The sheet processing apparatus 50 is connected to a sheet discharge position of the printing apparatus 1 and is communicable with the printing apparatus 1 via a signal line (not illustrated). The sheet processing apparatus 50 communicates with the printing apparatus 1 to operate in cooperation with the printing apparatus 1. The sheet processing apparatus 50 includes staplers 51 and 52 for binding together a plurality of sheets S discharged by the pair of discharge rollers 21. The stapler 51 binds together the plurality of sheets S with a staple. On the other hand, the stapler 52 binds together the plurality of sheets S without a staple. The stapler 51 is movable as described below with reference to FIG. 3 and can execute binding processing at a plurality of positions. On the other hand, the stapler 52 is fixed in one position. Alternatively, the stapler 52 may be configured to be movable.
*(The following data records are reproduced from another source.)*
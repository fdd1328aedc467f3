//! Host summary shown in the header: CPU, memory, load and uptime.

use sysinfo::{CpuRefreshKind, MemoryRefreshKind, RefreshKind, System};

/// Point-in-time host figures.
#[derive(Debug, Clone, Default, PartialEq)]
pub struct HostSummary {
    pub cpu_percent: f32,
    pub memory_used_mb: u64,
    pub memory_total_mb: u64,
    pub load: [f64; 3],
    pub uptime_secs: u64,
}

/// Keeps one `sysinfo::System` alive so CPU usage is measured between calls.
pub struct SystemMonitor {
    sys: System,
}

impl SystemMonitor {
    pub fn new() -> Self {
        // CPU usage is a difference of two refreshes, so take the baseline now.
        let mut sys = System::new_with_specifics(
            RefreshKind::new()
                .with_cpu(CpuRefreshKind::everything())
                .with_memory(MemoryRefreshKind::everything()),
        );
        sys.refresh_cpu_usage();
        sys.refresh_memory();

        Self { sys }
    }

    pub fn sample(&mut self) -> HostSummary {
        self.sys.refresh_cpu_usage();
        self.sys.refresh_memory();

        let load = System::load_average();

        HostSummary {
            cpu_percent: self.sys.global_cpu_usage(),
            memory_used_mb: self.sys.used_memory() / 1024 / 1024,
            memory_total_mb: self.sys.total_memory() / 1024 / 1024,
            load: [load.one, load.five, load.fifteen],
            uptime_secs: System::uptime(),
        }
    }
}

impl Default for SystemMonitor {
    fn default() -> Self {
        Self::new()
    }
}

#[cfg(test)]
mod tests {
    use super::*;

    #[test]
    fn samples_host_without_nan() {
        let mut monitor = SystemMonitor::new();
        let summary = monitor.sample();

        assert!(
            summary.cpu_percent.is_finite(),
            "CPU percent should always be finite"
        );
        assert!(
            summary.load.iter().all(|l| l.is_finite()),
            "load averages should always be finite"
        );
        assert!(summary.memory_used_mb <= summary.memory_total_mb);
    }
}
Further, a puncher for punching a sheet, etc. may also be included in addition to the staplers.
The sheet processing apparatus 50 includes a sheet detection sensor 56 and a sheet alignment unit 57. The sheet detection sensor 56 detects the existence of the sheet S, and the sheet alignment unit 57 aligns the sheets S. The sheet processing apparatus 50 detects with the sheet detection sensor 56 the sheet S conveyed to the sheet alignment unit 57 and executes binding processing (stapling) with the stapler 51 or binding processing (stapleless binding) with the stapler 52 according to a user specification.
Further, the sheet processing apparatus 50 includes an offline stapling function to execute binding processing not on a sheet fed from the cassette 18 or the manual sheet-feeding tray 20 but on a sheet set directly on the sheet processing apparatus 50 by the user. In the case of using the offline stapling function, the binding processing with a staple by the stapler 51 is executed. A sheet insertion slit 53 is a portion (insertion portion) via which the user using the offline stapling function inserts a sheet subjected to the processing. The sheet insertion slit 53 has a form of a slit, and the user inserts a sheet into the slit. A sheet detection sensor 54 detects the insertion of the sheet in the sheet insertion slit 53.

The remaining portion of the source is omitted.